When we first came out Elizabeth, Lady Crewe and I had an à trois - Margot joined us. When the men came out she, Mr Asquith and the Crewes played bridge. Violet came in, bringing with her Mr Norton and Sir Ian Hamilton - the latter to say goodbye to Oc. Of course, the whole evening was spent in conjecture and discussion - most interesting. I tried to absorb as much as I could, but I am not quick about politics. I gathered that, before dinner, Mr Asquith had said he thought there was quite a chance of Lloyd George failing to form a Government at all. The Tories - in urging him to resign - had predicted such a failure. In any case, most people seemed to think that any Government he could succeed in forming would only be very short-lived.

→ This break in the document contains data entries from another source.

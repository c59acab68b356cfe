use serde::{Deserialize, Serialize};

/// `modules.api_ingress` section. The bind address comes from `server`.
#[derive(Debug, Clone, Deserialize, Serialize)]
#[serde(deny_unknown_fields)]
pub struct ApiIngressConfig {
    #[serde(default = "default_enable_docs")]
    pub enable_docs: bool,
    #[serde(default)]
    pub cors_enabled: bool,
    #[serde(default = "default_request_timeout_secs")]
    pub request_timeout_secs: u64,
    #[serde(default = "default_body_limit_bytes")]
    pub body_limit_bytes: usize,
}

fn default_enable_docs() -> bool {
    true
}

fn default_request_timeout_secs() -> u64 {
    30
}

fn default_body_limit_bytes() -> usize {
    16 * 1024 * 1024
}

impl Default for ApiIngressConfig {
    fn default() -> Self {
        Self {
            enable_docs: default_enable_docs(),
            cors_enabled: false,
            request_timeout_secs: default_request_timeout_secs(),
            body_limit_bytes: default_body_limit_bytes(),
        }
    }
}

Of course Lloyd George would greatly prefer Bonar to be Prime Minister, in order himself to avoid incurring the odium of responsibility. The King had sent for Bonar but, of course, it would be very difficult for him to accept the office on the terms which had made Asquith resign it. The King is alleged to be very terribly distressed and to have said, ‘I shall resign if Asquith does’. The prospective attitude of the Liberal ministers was discussed. Everyone was convinced that not one of them would take office under Lloyd George, with the possible exception of Montagu. Bluetooth had assured me that the latter would, but nearly all the Asquith family repudiated the idea. George had been a very wily, foxy cad, and the Government whips must have been very bad, as apparently the P.M. was very much taken by surprise.

It had been a well-managed plot. According to Margot and others, Northcliffe has been to Lloyd George’s house every day since the beginning of the war, the imputation being that George feeds him with Cabinet information, telling him the next item of the Government programme, so that he is able to start a Press agitation, and thus gain the reputation of pushing the Government into their independently determined course of action. It was said that the F.O. was really Lloyd George’s ambition, and during the last weeks he has been going to the Berlitz School and reading histories of the Balkans. I believe the French like him, but he is loathed in Russia and Italy. He has had to cart Winston - whose exclusion was, I believe, one of Bonar’s conditions. Certainly one cannot imagine a crazier executive titan George, Carson, and Bonar, Of course, it would virtually be only George.

Was it my last dinner at Downing Street? I can’t help feeling very sanguine and thinking the P.M. will be back with a firmer seat in the saddle in a fortnight. I only hope to God he is - disinterestedly because I really think him the only eligible man. Incidentally, what could happen to all our finances I daren’t think! Certainly it is a most painfully interesting situation - deeply to be deplored at this juncture I think - and it’s rather disgusting that such seething intrigue should survive war atmosphere.

Oc saw me off in the tube. Very sad to say goodbye and he had a tear in his eye. Lost my head and passed through Charing Cross three times owing to political excitement. Got home very late. Talked to Papa. The P.M. said The Volunteer was incomparably the best war poem.’